1- Pourquoi se différencier ?

2- Y a-t-il l’un des deux fils – pour être déjà compréhensible (et donc discutable), disons d’emblée qu’il s’agit du fil rouge du socialisme et du fil vert de l’écologie – dont nous ne voulions pas ?

3- Si nous suivons et le fil rouge et le fil vert alors est-ce de l’union dont nous ne voulons pas ?

Ce n’est qu’après avoir répondu à ces questions que nous pouvons espérer compléter la question : car si l’union du rouge et du vert est nécessaire, elle est insuffisante.

4- Y a-t-il un troisième fil ? Accessoirement, quelle en serait symboliquement la couleur ?

5- Quel est la trame, ou la toile de fond, sur laquelle nous pourrons tisser ces trois fils ?

*

1- Pourquoi voulons-nous nous différencier ? Voulons-nous nous différencier pour nous différencier ? Se différencier, est-ce juste pour ne pas faire comme les autres ? Est-ce là juste le réflexe enfantin d’une « corporation d’ego » qui se hâtent de rajouter un groupuscule à une secte, une division à une dispute ?

Chaque chose en son temps : avant de se « réunir » avec d’autres, n’est-ce pas du bon sens que de se définir ? Prendre conscience de son identité ne peut sembler inutile qu’à ceux qui croient encore à une contestation unique ; peut-être sont-ce les mêmes qui cherchent systématiquement à dévaluer toute différence en nous culpabilisant immédiatement de n’être pas la « vraie gauche ». Mais la démocratie ne repose-t-elle pas sur la séparation de la politique et de la vérité ? N’est-ce pas là notre « laïcité » à nous, nous qui ne « croyons » pas à la vérité en politique, ce qui doit nous rendre tolérant ?

– Et puis n’oublions pas que dès qu’il y a pluralité – et il n’y a politique que s’il y a une telle pluralité – construire sa différence revient exactement au même que construire son identité. Se « différencier » ou « s’identifier », quelle différence ? Aucune, sauf pour les chicaneurs.

Prendre conscience de nos différences, ce devrait donc être construire notre identité.

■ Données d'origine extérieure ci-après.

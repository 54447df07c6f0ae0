//! Milestone Settlement Engine
//!
//! Orchestrates the milestone-approval state machine that gates escrow
//! releases between a client and a freelancer.
//!
//! # Flow
//!
//! 1. **Submit**: the assigned freelancer marks a milestone ready for review
//! 2. **Review**: the project's client approves or requests revision
//! 3. **Settlement**: approval moves `milestone.amount` from the client's
//!    wallet to the freelancer's wallet as one atomic unit
//! 4. **Completion**: once every milestone of a project is approved, the
//!    project is marked completed
//! 5. **Notification**: a fire-and-forget event tells the freelancer the
//!    payment arrived
//!
//! # Example
//!
//! ```no_run
//! use settlement::{Config, SettlementEngine};
//! use settlement::notify::NullSink;
//! use settlement::projects::InMemoryProjectDirectory;
//! use std::sync::Arc;
//! use wallet_core::WalletService;
//!
//! #[tokio::main]
//! async fn main() -> settlement::Result<()> {
//!     let config = Config::default();
//!     let wallet = Arc::new(WalletService::open(config.wallet.clone())?);
//!     let projects = Arc::new(InMemoryProjectDirectory::new());
//!     let engine = SettlementEngine::new(config, wallet, projects, Arc::new(NullSink))?;
//!
//!     // let milestones = engine.list_for_project(project_id).await?;
//!
//!     Ok(())
//! }
//! ```

#![forbid(unsafe_code)]
#![warn(
    missing_docs,
    rust_2018_idioms,
    missing_debug_implementations,
    clippy::all
)]

pub mod types;
pub mod store;
pub mod projects;
pub mod notify;
pub mod error;
pub mod config;
pub mod actor;
pub mod engine;

// Re-exports
pub use error::{Error, Result};
pub use types::{
    Milestone, MilestoneStatus, ProjectRecord, ProjectStatus, ReviewDecision,
};
pub use config::Config;
pub use engine::SettlementEngine;
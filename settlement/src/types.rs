//! Core types for the settlement engine

use chrono::{DateTime, Utc};
use rust_decimal::Decimal;
use serde::{Deserialize, Serialize};
use std::fmt;
use uuid::Uuid;

/// Milestone review status.
///
/// `Approved` is terminal: once a milestone is approved no further mutation
/// is permitted, which is what makes payment release idempotent.
#[derive(Debug, Clone, Copy, PartialEq, Eq, Serialize, Deserialize)]
#[repr(u8)]
pub enum MilestoneStatus {
    /// Created, not started
    Pending = 1,
    /// Work underway
    InProgress = 2,
    /// Freelancer submitted work for client review
    SubmittedForReview = 3,
    /// Client approved; payment released (terminal)
    Approved = 4,
    /// Client asked for changes
    RevisionRequested = 5,
}

impl MilestoneStatus {
    /// Snake-case wire name
    pub fn as_str(&self) -> &'static str {
        match self {
            MilestoneStatus::Pending => "pending",
            MilestoneStatus::InProgress => "in_progress",
            MilestoneStatus::SubmittedForReview => "submitted_for_review",
            MilestoneStatus::Approved => "approved",
            MilestoneStatus::RevisionRequested => "revision_requested",
        }
    }

    /// Whether a freelancer may submit from this status
    pub fn can_submit(&self) -> bool {
        matches!(
            self,
            MilestoneStatus::Pending
                | MilestoneStatus::InProgress
                | MilestoneStatus::RevisionRequested
        )
    }

    /// Whether this status permits no further mutation
    pub fn is_terminal(&self) -> bool {
        matches!(self, MilestoneStatus::Approved)
    }
}

impl fmt::Display for MilestoneStatus {
    fn fmt(&self, f: &mut fmt::Formatter<'_>) -> fmt::Result {
        write!(f, "{}", self.as_str())
    }
}

/// Client's verdict on a submitted milestone
#[derive(Debug, Clone, Copy, PartialEq, Eq, Serialize, Deserialize)]
pub enum ReviewDecision {
    /// Release payment and close the milestone
    Approved,
    /// Send the milestone back for changes
    RevisionRequested,
}

impl ReviewDecision {
    /// Snake-case wire name
    pub fn as_str(&self) -> &'static str {
        match self {
            ReviewDecision::Approved => "approved",
            ReviewDecision::RevisionRequested => "revision_requested",
        }
    }
}

impl fmt::Display for ReviewDecision {
    fn fmt(&self, f: &mut fmt::Formatter<'_>) -> fmt::Result {
        write!(f, "{}", self.as_str())
    }
}

/// A payable sub-deliverable of a project, gated by the review state machine
#[derive(Debug, Clone, PartialEq, Serialize, Deserialize)]
pub struct Milestone {
    /// Unique milestone ID (UUIDv7 for time-ordering)
    pub milestone_id: Uuid,

    /// Owning project
    pub project_id: Uuid,

    /// Short title; doubles as the payment memo
    pub title: String,

    /// What the deliverable is
    pub description: String,

    /// Escrow amount released on approval (always positive)
    pub amount: Decimal,

    /// Current review status
    pub status: MilestoneStatus,

    /// Optional due date
    pub due_date: Option<DateTime<Utc>>,

    /// Created timestamp
    pub created_at: DateTime<Utc>,

    /// Last updated timestamp
    pub updated_at: DateTime<Utc>,
}

impl Milestone {
    /// Create a new pending milestone
    pub fn new(
        project_id: Uuid,
        title: impl Into<String>,
        description: impl Into<String>,
        amount: Decimal,
        due_date: Option<DateTime<Utc>>,
    ) -> Self {
        let now = Utc::now();
        Self {
            milestone_id: Uuid::now_v7(),
            project_id,
            title: title.into(),
            description: description.into(),
            amount,
            status: MilestoneStatus::Pending,
            due_date,
            created_at: now,
            updated_at: now,
        }
    }

    /// Move to a new status and touch the update timestamp
    pub fn set_status(&mut self, status: MilestoneStatus) {
        self.status = status;
        self.updated_at = Utc::now();
    }
}

/// Project lifecycle status.
///
/// The settlement engine writes only the `Completed` transition; every other
/// transition belongs to the project collaborator.
#[derive(Debug, Clone, Copy, PartialEq, Eq, Serialize, Deserialize)]
#[repr(u8)]
pub enum ProjectStatus {
    /// Accepting proposals
    Open = 1,
    /// Freelancer assigned, work underway
    InProgress = 2,
    /// Every milestone approved
    Completed = 3,
    /// Under dispute
    Disputed = 4,
}

impl ProjectStatus {
    /// Snake-case wire name
    pub fn as_str(&self) -> &'static str {
        match self {
            ProjectStatus::Open => "open",
            ProjectStatus::InProgress => "in_progress",
            ProjectStatus::Completed => "completed",
            ProjectStatus::Disputed => "disputed",
        }
    }
}

impl fmt::Display for ProjectStatus {
    fn fmt(&self, f: &mut fmt::Formatter<'_>) -> fmt::Result {
        write!(f, "{}", self.as_str())
    }
}

/// Project view consumed from the project collaborator
#[derive(Debug, Clone, PartialEq, Serialize, Deserialize)]
pub struct ProjectRecord {
    /// Project ID
    pub project_id: Uuid,

    /// Owning client
    pub client: Uuid,

    /// Assigned freelancer; `None` until a proposal is accepted
    pub freelancer: Option<Uuid>,

    /// Current status
    pub status: ProjectStatus,
}

impl ProjectRecord {
    /// Project with an assigned freelancer, work underway
    pub fn assigned(project_id: Uuid, client: Uuid, freelancer: Uuid) -> Self {
        Self {
            project_id,
            client,
            freelancer: Some(freelancer),
            status: ProjectStatus::InProgress,
        }
    }

    /// Open project with no freelancer yet
    pub fn open(project_id: Uuid, client: Uuid) -> Self {
        Self {
            project_id,
            client,
            freelancer: None,
            status: ProjectStatus::Open,
        }
    }
}

#[cfg(test)]
mod tests {
    use super::*;
    use rust_decimal_macros::dec;

    #[test]
    fn test_status_submit_guard() {
        assert!(MilestoneStatus::Pending.can_submit());
        assert!(MilestoneStatus::InProgress.can_submit());
        assert!(MilestoneStatus::RevisionRequested.can_submit());
        assert!(!MilestoneStatus::SubmittedForReview.can_submit());
        assert!(!MilestoneStatus::Approved.can_submit());
    }

    #[test]
    fn test_approved_is_terminal() {
        assert!(MilestoneStatus::Approved.is_terminal());
        assert!(!MilestoneStatus::RevisionRequested.is_terminal());
    }

    #[test]
    fn test_milestone_ids_are_time_ordered() {
        let project_id = Uuid::new_v4();
        let first = Milestone::new(project_id, "one", "first", dec!(100.00), None);
        let second = Milestone::new(project_id, "two", "second", dec!(100.00), None);
        assert!(first.milestone_id < second.milestone_id);
    }

    #[test]
    fn test_set_status_touches_timestamp() {
        let mut milestone =
            Milestone::new(Uuid::new_v4(), "one", "first", dec!(100.00), None);
        let before = milestone.updated_at;
        milestone.set_status(MilestoneStatus::SubmittedForReview);
        assert_eq!(milestone.status, MilestoneStatus::SubmittedForReview);
        assert!(milestone.updated_at >= before);
    }
}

2- Voulons-nous nous différencier des appels à l’union du rouge et du vert parce que nous ne voudrions pas de l’une des deux couleurs ? Comment le penser quand la plupart d’entre nous sont rentrés dans le labyrinthe de la politique en suivant l’un des ces deux fils ?

– Le fil rouge : parce que dans une démocratie, l’égalité formelle des droits est insuffisante à réaliser une réelle égalité si les conditions matérielles font défaut ; c’est là toute la force de la critique socialiste contre l’idéalisme libéral, critique qui ne doit jamais manquer de rappeler que les droits réduits aux « droits-libertés » ne sont rien sans des « droits-créances » ; d’où le rôle de l’Etat, d’où la nécessité de services publics… Pour autant régler la question de la justice – définie prioritairement par l’égalité – par une « surproduction relative continuelle », (Marx, Le Capital, II), c’est écologiquement un peu court.

– Le fil vert : parce que l’homme, en tant que « vivant », vit dans la nature. La nature est la branche sur laquelle nous sommes assis et que malheureusement nos sociétés productivistes s’acharnent à scier de plus en plus vite. Cette perspective écologique est celle qui fournit à la vision altermondialiste un double point de fuite : géographiquement, en inscrivant toute analyse dans le continuum du local et du global ; historiquement, en envisageant toute action présente dans l’urgence des générations futures.

3- Voulons-nous nous différencier des appels à l’union du rouge et du vert parce que nous ne voudrions pas de l’union ?

– Nous voulons l’union parce que l’union n’est pas la fusion. La fusion, c’est la confusion. Il y a des problèmes spécifiquement écologiques ; il y a des problèmes spécifiquement économiques. Tous les problèmes écologiques ont des effets économiques ; et réciproquement. Mais pour autant, les problèmes écologiques ne deviennent pas des problèmes économiques ; et vice-versa.

– En esthétique, l’harmonie est classiquement définie comme l’unité dans la diversité. Comment traduire une semblable idée en politique ? Plutôt que l’unité, ne devrions-nous pas préférer la « convergence » ? Plutôt que la diversité, ne devrions-nous pas préférer la « pluralité » ? Du coup, l’harmonie ne peut-elle pas devenir « cohérence », c’est-à-dire « convergence dans la pluralité » ?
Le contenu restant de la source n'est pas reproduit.